Dolly 2.0 Released - an open-source version of GPT

Following the release of Dolly 1.0, there was a surge of interest from people eager to test the language model. The most frequent inquiry was whether the model could be used for commercial purposes. A crucial aspect of developing Dolly 1.0 or any similar language model is training it on a dataset of instruction and response pairs. Dolly 1.0 was trained using a dataset created by Stanford's Alpaca team with the OpenAI API. However, this dataset contained output from ChatGPT, which, according to OpenAI's terms of service, prevents anyone from creating a competing model. As a result, commercial use of Dolly 1.0 was likely not permitted.

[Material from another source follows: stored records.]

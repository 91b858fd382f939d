//! Conversion rules
//!
//! A linear unit relates to its category's base unit by a single
//! positive factor. Affine units (temperature) relate by scale and
//! offset, so they are converted through an explicit table of ordered
//! pair functions instead.

use serde::{Deserialize, Serialize};

/// How a single unit converts within its category
#[derive(Debug, Clone, Copy, PartialEq, Serialize, Deserialize)]
#[serde(tag = "kind", rename_all = "lowercase")]
pub enum ConversionRule {
    /// `base = value * factor`, `value = base / factor`
    Linear { factor: f64 },
    /// Converted through the category's pair table
    Affine,
}

impl ConversionRule {
    pub fn kind(&self) -> RuleKind {
        match self {
            ConversionRule::Linear { .. } => RuleKind::Linear,
            ConversionRule::Affine => RuleKind::Affine,
        }
    }

    pub fn factor(&self) -> Option<f64> {
        match self {
            ConversionRule::Linear { factor } => Some(*factor),
            ConversionRule::Affine => None,
        }
    }

    /// Value expressed in the base unit
    pub fn to_base(&self, value: f64) -> Option<f64> {
        self.factor().map(|f| value * f)
    }

    /// Base-unit value expressed in this unit
    pub fn from_base(&self, base: f64) -> Option<f64> {
        self.factor().map(|f| base / f)
    }
}

/// Tag shared by every unit of a category
#[derive(Debug, Clone, Copy, PartialEq, Eq, Hash, Serialize, Deserialize)]
#[serde(rename_all = "lowercase")]
pub enum RuleKind {
    Linear,
    Affine,
}

/// One directed entry in an affine pair table
#[derive(Debug, Clone)]
pub struct AffinePair {
    pub from: String,
    pub to: String,
    pub apply: fn(f64) -> f64,
}

impl AffinePair {
    pub fn new(from: &str, to: &str, apply: fn(f64) -> f64) -> Self {
        AffinePair {
            from: from.to_string(),
            to: to.to_string(),
            apply,
        }
    }

    pub fn matches(&self, from: &str, to: &str) -> bool {
        self.from == from && self.to == to
    }
}

// Temperature pair functions

pub fn celsius_to_fahrenheit(c: f64) -> f64 {
    c * 9.0 / 5.0 + 32.0
}

pub fn fahrenheit_to_celsius(f: f64) -> f64 {
    (f - 32.0) * 5.0 / 9.0
}

pub fn celsius_to_kelvin(c: f64) -> f64 {
    c + 273.15
}

pub fn kelvin_to_celsius(k: f64) -> f64 {
    k - 273.15
}

pub fn fahrenheit_to_kelvin(f: f64) -> f64 {
    (f - 32.0) * 5.0 / 9.0 + 273.15
}

pub fn kelvin_to_fahrenheit(k: f64) -> f64 {
    (k - 273.15) * 9.0 / 5.0 + 32.0
}

#[cfg(test)]
mod tests {
    use super::*;

    #[test]
    fn test_linear_base_round_trip() {
        let km = ConversionRule::Linear { factor: 1000.0 };
        assert_eq!(km.to_base(1.5), Some(1500.0));
        assert_eq!(km.from_base(1500.0), Some(1.5));
        assert_eq!(km.kind(), RuleKind::Linear);
    }

    #[test]
    fn test_affine_has_no_factor() {
        assert_eq!(ConversionRule::Affine.factor(), None);
        assert_eq!(ConversionRule::Affine.to_base(10.0), None);
        assert_eq!(ConversionRule::Affine.kind(), RuleKind::Affine);
    }

    #[test]
    fn test_temperature_fixed_points() {
        assert_eq!(celsius_to_fahrenheit(0.0), 32.0);
        assert_eq!(celsius_to_fahrenheit(100.0), 212.0);
        assert_eq!(celsius_to_kelvin(0.0), 273.15);
        assert_eq!(fahrenheit_to_kelvin(32.0), 273.15);
        assert_eq!(celsius_to_fahrenheit(-40.0), -40.0);
    }

    #[test]
    fn test_pair_matches_direction() {
        let pair = AffinePair::new("Celsius", "Kelvin", celsius_to_kelvin);
        assert!(pair.matches("Celsius", "Kelvin"));
        assert!(!pair.matches("Kelvin", "Celsius"));
        assert_eq!((pair.apply)(-273.15), 0.0);
    }

    #[test]
    fn test_rule_serializes_with_kind_tag() {
        let json = serde_json::to_value(ConversionRule::Linear { factor: 0.3048 }).unwrap();
        assert_eq!(json["kind"], "linear");
        assert_eq!(json["factor"], 0.3048);
        let affine = serde_json::to_value(ConversionRule::Affine).unwrap();
        assert_eq!(affine["kind"], "affine");
    }
}
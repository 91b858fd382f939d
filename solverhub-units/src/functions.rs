//! Unit conversion functions exposed as plugins

use solverhub_plugin::prelude::*;
use crate::convert::Converter;
use crate::format::FormatOptions;
use crate::helpers::{check_arg_count, extract_text, extract_value};
use crate::units::UNITS;

/// Shared argument list for convert-style functions
static CONVERSION_ARGS: [ArgMeta; 4] = [
    ArgMeta::required("category", "Text", "Unit category (e.g., \"Length\")"),
    ArgMeta::required("from_unit", "Text", "Source unit (e.g., \"Meter\")"),
    ArgMeta::required("to_unit", "Text", "Target unit (e.g., \"Kilometer\")"),
    ArgMeta::required("value", "Number", "Value to convert"),
];

struct ConversionRequest<'a> {
    category: &'a str,
    from: &'a str,
    to: &'a str,
    value: f64,
}

fn conversion_request<'a>(args: &'a [Value], func: &str) -> Result<ConversionRequest<'a>, SolverError> {
    check_arg_count(args, func, &CONVERSION_ARGS)?;
    Ok(ConversionRequest {
        category: extract_text(&args[0], func, "category")?,
        from: extract_text(&args[1], func, "from_unit")?,
        to: extract_text(&args[2], func, "to_unit")?,
        value: extract_value(&args[3], func, "value")?,
    })
}

// ============ convert ============

pub struct Convert;

static CONVERT_EXAMPLES: [&str; 3] = [
    "convert(\"Length\", \"Meter\", \"Kilometer\", 1500) → 1.5",
    "convert(\"Temperature\", \"Celsius\", \"Fahrenheit\", 100) → 212",
    "convert(\"Weight\", \"Pound\", \"Kilogram\", 1) → 0.45359237",
];

static CONVERT_RELATED: [&str; 3] = ["format_conversion", "list_units", "list_categories"];

impl FunctionPlugin for Convert {
    fn meta(&self) -> FunctionMeta {
        FunctionMeta {
            name: "convert",
            description: "Convert a value from one unit to another within a category",
            usage: "convert(category, from_unit, to_unit, value)",
            args: &CONVERSION_ARGS,
            returns: "Number",
            examples: &CONVERT_EXAMPLES,
            category: "units",
            related: &CONVERT_RELATED,
        }
    }

    fn call(&self, args: &[Value], _ctx: &EvalContext) -> Value {
        let req = match conversion_request(args, "convert") {
            Ok(r) => r,
            Err(e) => return Value::Error(e),
        };

        match Converter::default().convert(req.category, req.from, req.to, req.value) {
            Ok(result) => Value::Number(result),
            Err(e) => Value::Error(e.into()),
        }
    }
}

// ============ format_conversion ============

pub struct FormatConversion;

static FORMAT_CONVERSION_EXAMPLES: [&str; 3] = [
    "format_conversion(\"Length\", \"Mile\", \"Meter\", 1) → \"1,609.344\"",
    "format_conversion(\"Temperature\", \"Celsius\", \"Fahrenheit\", 37) → \"98.60\"",
    "format_conversion(\"Length\", \"Meter\", \"Foot\", \"abc\") → \"...\"",
];

static FORMAT_CONVERSION_RELATED: [&str; 1] = ["convert"];

impl FunctionPlugin for FormatConversion {
    fn meta(&self) -> FunctionMeta {
        FunctionMeta {
            name: "format_conversion",
            description: "Convert a value and render it for display; failures render as a placeholder",
            usage: "format_conversion(category, from_unit, to_unit, value)",
            args: &CONVERSION_ARGS,
            returns: "Text",
            examples: &FORMAT_CONVERSION_EXAMPLES,
            category: "units",
            related: &FORMAT_CONVERSION_RELATED,
        }
    }

    fn call(&self, args: &[Value], ctx: &EvalContext) -> Value {
        let options = FormatOptions::default()
            .with_max_fraction_digits(ctx.fraction_digits)
            .with_placeholder(ctx.placeholder.clone());

        let result = conversion_request(args, "format_conversion").ok()
            .and_then(|req| {
                let kind = UNITS.category(req.category)?.rule_kind();
                let value = Converter::default().convert(req.category, req.from, req.to, req.value).ok()?;
                Some(options.format(kind, Some(value)))
            });

        Value::Text(result.unwrap_or(options.placeholder))
    }
}

// ============ list_units ============

pub struct ListUnits;

static LIST_UNITS_ARGS: [ArgMeta; 1] = [
    ArgMeta::required("category", "Text", "Unit category"),
];

static LIST_UNITS_EXAMPLES: [&str; 1] = [
    "list_units(\"Temperature\") → [Celsius, Fahrenheit, Kelvin]",
];

static LIST_UNITS_RELATED: [&str; 2] = ["list_categories", "convert"];

impl FunctionPlugin for ListUnits {
    fn meta(&self) -> FunctionMeta {
        FunctionMeta {
            name: "list_units",
            description: "List unit names of a category in display order",
            usage: "list_units(category)",
            args: &LIST_UNITS_ARGS,
            returns: "List<Text>",
            examples: &LIST_UNITS_EXAMPLES,
            category: "units",
            related: &LIST_UNITS_RELATED,
        }
    }

    fn call(&self, args: &[Value], _ctx: &EvalContext) -> Value {
        if let Err(e) = check_arg_count(args, "list_units", &LIST_UNITS_ARGS) {
            return Value::Error(e);
        }

        let category = match extract_text(&args[0], "list_units", "category") {
            Ok(s) => s,
            Err(e) => return Value::Error(e),
        };

        match UNITS.list_units(category) {
            Ok(units) => Value::List(units.into_iter().map(Value::from).collect()),
            Err(e) => Value::Error(e.into()),
        }
    }
}

// ============ list_categories ============

pub struct ListCategories;

static LIST_CATEGORIES_EXAMPLES: [&str; 1] = [
    "list_categories() → [Length, Weight, Temperature, Volume]",
];

static LIST_CATEGORIES_RELATED: [&str; 1] = ["list_units"];

impl FunctionPlugin for ListCategories {
    fn meta(&self) -> FunctionMeta {
        FunctionMeta {
            name: "list_categories",
            description: "List unit categories in display order",
            usage: "list_categories()",
            args: &[],
            returns: "List<Text>",
            examples: &LIST_CATEGORIES_EXAMPLES,
            category: "units",
            related: &LIST_CATEGORIES_RELATED,
        }
    }

    fn call(&self, _args: &[Value], _ctx: &EvalContext) -> Value {
        Value::List(UNITS.list_categories().into_iter().map(Value::from).collect())
    }
}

This limitation is shared by other well-known instruction-following models like Alpaca, Koala, GPT4All, and Vicuna. To overcome this restriction, the team sought ways to develop a new dataset that would not be "tainted" for commercial use.

How was the dataset created? Drawing inspiration from OpenAI's research paper, which stated that the original InstructGPT model was trained on a dataset of 13,000 demonstrations, the team aimed to achieve similar results by leveraging Databricks employees. Creating 13,000 questions and answers was challenging, as each response had to be original and not sourced from ChatGPT or the web.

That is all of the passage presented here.